The election, however, of Eudoxius, and this Council which followed it were not to pass unchallenged by the Semi-Arians. Mention has already been made of one George, a presbyter of Alexandria; who, being among the earliest supporters of Arius, was degraded by Alexander, but, being received by the Eusebians into the Church of Antioch, became at length Bishop of Laodicea. George was justly offended at the promotion of Eudoxius, without the consent of himself and Mark of Arethusa, the most considerable Bishops of Syria; and, at this juncture, took part against the combination of Homœans and Anomoans, at Antioch, who had just published their assent to the second creed of Sirmium. Falling in with some clergy whom Eudoxius had excommunicated, he sent letters by them to Macedonius, Basil of Ancyra, and other leaders of the Semi-Arians, intreating them Vide supr. p. 246.

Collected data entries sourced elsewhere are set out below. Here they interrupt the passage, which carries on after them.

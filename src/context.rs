use crate::UnfurlError;
use std::future::Future;
use std::time::Duration;
use tokio::time::Instant;
use tokio_util::sync::CancellationToken;

/// Caller-owned cancellation and deadline for one or more scrapes.
///
/// The scraper imposes no timeout of its own; a fetch runs until it finishes,
/// the token is cancelled, or the deadline passes.
#[derive(Debug, Clone, Default)]
pub struct ScrapeContext {
    cancel: CancellationToken,
    deadline: Option<Instant>,
}

impl ScrapeContext {
    pub fn background() -> Self {
        Self::default()
    }

    pub fn with_cancellation(cancel: CancellationToken) -> Self {
        Self {
            cancel,
            deadline: None,
        }
    }

    pub fn with_timeout(timeout: Duration) -> Self {
        Self::background().deadline_at(Instant::now() + timeout)
    }

    pub fn with_deadline(deadline: Instant) -> Self {
        Self::background().deadline_at(deadline)
    }

    /// Sets the deadline, keeping the earlier one if already set.
    pub fn deadline_at(mut self, deadline: Instant) -> Self {
        self.deadline = Some(match self.deadline {
            Some(existing) => existing.min(deadline),
            None => deadline,
        });
        self
    }

    /// A context cancelled along with this one, but cancellable on its own.
    pub fn child(&self) -> Self {
        Self {
            cancel: self.cancel.child_token(),
            deadline: self.deadline,
        }
    }

    pub fn cancel(&self) {
        self.cancel.cancel();
    }

    pub fn cancellation_token(&self) -> &CancellationToken {
        &self.cancel
    }

    pub fn deadline(&self) -> Option<Instant> {
        self.deadline
    }

    pub fn is_cancelled(&self) -> bool {
        self.cancel.is_cancelled()
    }

    /// Fails fast if the context is already done.
    pub fn check(&self) -> Result<(), UnfurlError> {
        if self.cancel.is_cancelled() {
            return Err(UnfurlError::Cancelled);
        }
        match self.deadline {
            Some(deadline) if Instant::now() >= deadline => Err(UnfurlError::DeadlineExceeded),
            _ => Ok(()),
        }
    }

    /// Drives `fut` until it completes or the context ends, dropping it in the
    /// latter case.
    pub async fn run<F, T>(&self, fut: F) -> Result<T, UnfurlError>
    where
        F: Future<Output = Result<T, UnfurlError>>,
    {
        self.check()?;
        let bounded = async {
            match self.deadline {
                Some(deadline) => tokio::time::timeout_at(deadline, fut)
                    .await
                    .map_err(|_| UnfurlError::DeadlineExceeded)?,
                None => fut.await,
            }
        };

        tokio::select! {
            biased;
            _ = self.cancel.cancelled() => Err(UnfurlError::Cancelled),
            result = bounded => result,
        }
    }
}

to raise a protest against the proceedings of the Council of Antioch, and so to oblige Eudoxius to separate himself from Aetius and the Anomoans. This remonstrance produced its effect; and, under pretence of the dedication of a church, a Council was immediately held by the Semi-Arian party at Ancyra (A.D. 358), in which the Anomoan heresy was condemned. The Synodal letter, which they published, professed to be grounded on the Semi-Arian creeds of the Dedication (A.D. 341), of Philippopolis (A.D. 347), and of Sirmium (A.D. 351), when Photinus was condemned and deposed. It is a valuable document, even as a defence of orthodoxy; its error consisting in its obstinate rejection of the Nicene Homoüsion, the sole practical bulwark of the Catholic faith against the misrepresentations of heresy,—against a sort of tritheism on the one hand, and a degraded conception of the Son and Spirit on the other.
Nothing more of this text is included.